Has anyone got any plans for router templates on visio or cad , i'm after letters mainly ,but i have the good fortune to get on an industrial cutter in the near future and would love to overlay the templates onto one sheet of perspex, new to the site just posted back from Germany , so would just like to say hello to one and all


----------



## xy mosian (10 Nov 2009)

Hi mac3376, welcome.

A few more details might help. Aproximate size for example. A router template for lettering is probably best used with a collar for guidance. Hence the template needs to be designed with both cutter diameter and collar diameter in mind.
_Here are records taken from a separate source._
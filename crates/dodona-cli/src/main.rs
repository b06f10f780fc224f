use clap::Parser;
use dodona::{Cli, run};

fn main() {
    // Reset SIGPIPE to default behavior to prevent panic on broken pipe
    // (e.g., when piping to `head` or `less` that exits early)
    #[cfg(unix)]
    reset_sigpipe();

    let cli = Cli::parse();

    if let Err(e) = run(cli) {
        eprintln!("Error: {}", e);
        std::process::exit(1);
    }
}

#[cfg(unix)]
fn reset_sigpipe() {
    unsafe {
        libc::signal(libc::SIGPIPE, libc::SIG_DFL);
    }
}
pub mod console;
pub mod traits;
pub mod tui;

pub use console::ConsoleRenderer;
pub use traits::Renderer;
pub use tui::TuiRenderer;
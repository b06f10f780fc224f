//! Dashboard widgets
//!
//! Ratatui `Widget` wrappers around the screen ViewModels. Views take a
//! reference to their ViewModel and only map data to widgets; the layout
//! functions are shared with the renderer for mouse hit-testing.

pub mod charts;
pub mod header;
pub mod map;
pub mod profile;
pub mod regions;
pub mod screen;
pub mod status_bar;
pub mod vowels;

pub use screen::{DashboardScreenView, ScreenLayout, screen_layout};

use ratatui::style::{Color, Modifier, Style};

use crate::presentation::view_models::{RegionVisual, StatusLevel};

pub(crate) fn status_level_to_color(level: StatusLevel) -> Color {
    match level {
        StatusLevel::Success => Color::Green,
        StatusLevel::Info => Color::Cyan,
        StatusLevel::Warning => Color::Yellow,
        StatusLevel::Error => Color::Red,
    }
}

/// Hover wins over selection, both win over neutral.
pub(crate) fn visual_style(visual: RegionVisual) -> Style {
    match visual {
        RegionVisual::Hovered => Style::default()
            .fg(Color::Cyan)
            .add_modifier(Modifier::BOLD),
        RegionVisual::Selected => Style::default()
            .fg(Color::Yellow)
            .add_modifier(Modifier::BOLD),
        RegionVisual::Neutral => Style::default(),
    }
}

pub(crate) fn panel_title(title: &str) -> ratatui::text::Span<'static> {
    ratatui::text::Span::styled(
        format!(" {} ", title),
        Style::default().add_modifier(Modifier::BOLD),
    )
}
The design of the finished letter is also important, are we talking a single line letter or an outlined letter?

xy


----------



## mac3376 (11 Nov 2009)

XY 

hello and thanks for the reply , lettering hieght 200mm with a 5 mm guide, im doing a bath panel in 10 mm ply with colours lighting behind, she wants the word "BATH" routered in I Have made the first 2 letters B & A with 6mm perspex that works, I will carryon making the other 2 but if anyone has any templates on CAD or visio I have in a few weeks the use of a industrial plotter that cuts out templates, im looking at putting 3 sheets through, ive enough of my own templates to fill only half of one sheet so looking at seeing if i can get some more via uk workshop forums it might save me some work in the future and also ill make it available to all that is on here, its only a computer file. If anyone is interested what do you think.

Mac3376


----------